▶ _How to complete this task_:
Reproduce all lines of the listing below in which the word "orders" occurs.

▶ _Exercise data_:
╔══

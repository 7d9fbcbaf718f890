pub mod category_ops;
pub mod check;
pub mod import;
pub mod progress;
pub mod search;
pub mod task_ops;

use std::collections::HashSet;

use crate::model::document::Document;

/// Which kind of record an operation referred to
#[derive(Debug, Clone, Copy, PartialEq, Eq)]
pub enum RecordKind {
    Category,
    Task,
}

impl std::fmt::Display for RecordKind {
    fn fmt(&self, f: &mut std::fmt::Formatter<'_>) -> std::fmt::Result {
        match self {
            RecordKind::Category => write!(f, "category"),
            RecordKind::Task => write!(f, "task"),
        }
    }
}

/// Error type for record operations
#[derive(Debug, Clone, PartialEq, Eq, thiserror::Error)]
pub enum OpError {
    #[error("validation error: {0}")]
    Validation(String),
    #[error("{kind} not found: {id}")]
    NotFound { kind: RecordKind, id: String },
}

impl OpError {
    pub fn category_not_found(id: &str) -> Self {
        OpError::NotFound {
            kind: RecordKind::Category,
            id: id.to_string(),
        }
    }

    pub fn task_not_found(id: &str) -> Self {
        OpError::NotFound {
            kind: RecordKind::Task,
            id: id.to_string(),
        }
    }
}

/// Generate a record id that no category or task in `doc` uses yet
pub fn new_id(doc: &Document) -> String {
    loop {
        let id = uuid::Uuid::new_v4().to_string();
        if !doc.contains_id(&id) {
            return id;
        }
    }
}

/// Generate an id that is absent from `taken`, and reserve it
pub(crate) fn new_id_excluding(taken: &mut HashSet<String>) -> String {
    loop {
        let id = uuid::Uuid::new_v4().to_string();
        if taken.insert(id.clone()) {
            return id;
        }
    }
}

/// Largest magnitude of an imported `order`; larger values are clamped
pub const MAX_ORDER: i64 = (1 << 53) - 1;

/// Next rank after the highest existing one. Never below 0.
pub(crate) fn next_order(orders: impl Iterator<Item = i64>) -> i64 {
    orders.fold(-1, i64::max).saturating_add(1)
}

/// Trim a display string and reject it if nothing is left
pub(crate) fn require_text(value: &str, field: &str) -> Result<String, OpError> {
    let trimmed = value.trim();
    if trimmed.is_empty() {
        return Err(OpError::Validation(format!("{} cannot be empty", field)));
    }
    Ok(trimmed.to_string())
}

╚══
╔══

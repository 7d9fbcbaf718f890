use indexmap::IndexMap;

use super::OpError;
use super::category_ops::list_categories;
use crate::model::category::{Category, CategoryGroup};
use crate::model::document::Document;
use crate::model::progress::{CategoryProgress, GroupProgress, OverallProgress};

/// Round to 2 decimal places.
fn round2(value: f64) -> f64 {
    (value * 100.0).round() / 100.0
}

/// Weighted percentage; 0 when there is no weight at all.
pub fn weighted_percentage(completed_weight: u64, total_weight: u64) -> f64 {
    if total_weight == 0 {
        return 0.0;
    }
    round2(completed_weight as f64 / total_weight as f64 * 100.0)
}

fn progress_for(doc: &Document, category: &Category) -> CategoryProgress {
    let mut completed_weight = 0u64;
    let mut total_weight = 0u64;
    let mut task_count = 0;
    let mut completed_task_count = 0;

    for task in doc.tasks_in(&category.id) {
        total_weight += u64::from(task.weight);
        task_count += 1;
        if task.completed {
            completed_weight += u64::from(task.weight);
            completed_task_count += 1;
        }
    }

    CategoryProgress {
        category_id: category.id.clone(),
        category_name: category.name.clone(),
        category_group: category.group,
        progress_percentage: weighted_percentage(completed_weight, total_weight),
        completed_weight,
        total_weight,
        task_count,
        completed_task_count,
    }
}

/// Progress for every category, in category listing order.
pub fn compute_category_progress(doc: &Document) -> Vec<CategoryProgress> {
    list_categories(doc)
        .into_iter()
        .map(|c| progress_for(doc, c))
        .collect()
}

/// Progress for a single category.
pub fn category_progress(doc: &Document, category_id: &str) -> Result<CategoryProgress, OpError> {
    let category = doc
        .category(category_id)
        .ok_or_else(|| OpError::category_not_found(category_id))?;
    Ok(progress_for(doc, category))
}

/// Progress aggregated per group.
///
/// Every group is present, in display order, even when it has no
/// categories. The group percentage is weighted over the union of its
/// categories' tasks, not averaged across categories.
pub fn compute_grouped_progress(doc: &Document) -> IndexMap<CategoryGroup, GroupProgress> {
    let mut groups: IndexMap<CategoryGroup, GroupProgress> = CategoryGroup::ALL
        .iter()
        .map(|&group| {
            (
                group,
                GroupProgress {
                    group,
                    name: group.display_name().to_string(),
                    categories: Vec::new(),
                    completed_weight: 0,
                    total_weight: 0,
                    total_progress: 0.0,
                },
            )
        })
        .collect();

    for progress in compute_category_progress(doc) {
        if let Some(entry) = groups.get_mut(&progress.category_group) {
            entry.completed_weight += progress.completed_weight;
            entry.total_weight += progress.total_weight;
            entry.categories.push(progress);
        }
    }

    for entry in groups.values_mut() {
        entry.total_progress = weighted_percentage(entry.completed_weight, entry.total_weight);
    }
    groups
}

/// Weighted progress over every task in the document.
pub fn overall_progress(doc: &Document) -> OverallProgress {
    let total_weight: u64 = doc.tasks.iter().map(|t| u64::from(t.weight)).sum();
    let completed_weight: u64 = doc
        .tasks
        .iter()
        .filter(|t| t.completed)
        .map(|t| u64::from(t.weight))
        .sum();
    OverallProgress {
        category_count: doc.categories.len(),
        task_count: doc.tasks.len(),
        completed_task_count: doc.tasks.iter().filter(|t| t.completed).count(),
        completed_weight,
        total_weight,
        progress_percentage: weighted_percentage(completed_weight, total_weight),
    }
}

╚══

▶ _Answer box_:
pub(crate) fn next_order(orders: impl Iterator<Item = i64>) -> i64 {
    orders.fold(-1, i64::max).saturating_add(1)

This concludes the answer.